Oliver senior Joy Vangen has experienced overworked home care workers first hand. Not long ago she was injured and needed help cooking and bathing at home. She said her care came from a constantly changing cast of nurses, whom she typically saw for about 15 minutes, twice a day.

Vangen said she never knew who was coming to her house, or how much they would be able or willing to help her do in the short time they were there.

“From the seniors point of view, I want somebody I know, I can call by name: they’ve been here before, they know my kitchen, they’re not going to waste time looking around,” she said.

Lynn Kelsey, a community advocate who works at a women’s shelter in Penticton, said at the forum she used to coordinate home care, and recalled when caregivers had much more time to spend with clients.

“My staff were allowed to sit and have tea. They had time to vacuum and give a bath and make a meal and sit and enjoy the meal with the person.
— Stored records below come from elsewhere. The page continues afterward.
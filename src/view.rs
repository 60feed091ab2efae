use serde::Serialize;

use crate::render::Fragment;

/// The live widget the controller mutates. Implementations only apply what
/// they are told; every decision lives in the controller.
pub trait View {
    fn replace_results(&mut self, fragment: Fragment);
    fn set_welcome_visible(&mut self, visible: bool);
    fn set_spinner_visible(&mut self, visible: bool);
    fn set_input_focused(&mut self, focused: bool);
    fn focus_input(&mut self);
}

/// In-memory model of the widget regions on the host page.
#[derive(Debug, Clone, PartialEq, Eq, Serialize)]
pub struct HtmlView {
    pub results_html: Fragment,
    pub welcome_visible: bool,
    pub spinner_visible: bool,
    pub input_focused: bool,
    /// Bumped on every focus request so an adapter can tell a new request
    /// from one it already applied.
    pub focus_requests: u64,
    /// Number of times the results region was replaced.
    pub renders: u64,
}

impl Default for HtmlView {
    fn default() -> Self {
        HtmlView {
            results_html: Fragment::empty(),
            welcome_visible: true,
            spinner_visible: false,
            input_focused: false,
            focus_requests: 0,
            renders: 0,
        }
    }
}

impl View for HtmlView {
    fn replace_results(&mut self, fragment: Fragment) {
        self.results_html = fragment;
        self.renders += 1;
    }

    fn set_welcome_visible(&mut self, visible: bool) {
        self.welcome_visible = visible;
    }

    fn set_spinner_visible(&mut self, visible: bool) {
        self.spinner_visible = visible;
    }

    fn set_input_focused(&mut self, focused: bool) {
        self.input_focused = focused;
    }

    fn focus_input(&mut self) {
        self.focus_requests += 1;
    }
}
They were there three times a week,” she said.

“Those days are so gone, we’re not supporting people in their home, when that’s so much more reasonable.”

And while the over-taxed residential care system has worrying consequences for the patients it is reaching, its inability to help all the patients who could potentially access it is potentially costing the province a lot of money.

Judy Darcy, one of the NDP MLAs hosting the forum, said that caring for a patient in their home instead of hospital can potentially save as much as $1,000 a day.

“We need to be investing more in our seniors by investing in residential care beds and home support and home care, so people can maintain their dignity and live happier and healthier for longer,” she said.

Several speakers at the forum echoed Darcy’s concerns, telling stories of friends and loved ones who spent days or weeks in hospital when they could have been cared for at home.

“I think it’s a disgrace that these types of things are happening with our tax dollars. We want our seniors to be comfortable in their latter years, so instead of all this processing that’s going on … let’s see something happen,” one retired nurse said.

Others told tales of taking huge pay cuts and spending large amounts of time and money caring for loved ones at the end of their lives.

Selina Robinson, another NDP MLA, pointed out that “there’s a whole industry of people caring for their loved ones that goes unacknowledged,” and that those people should be helped by the government as well.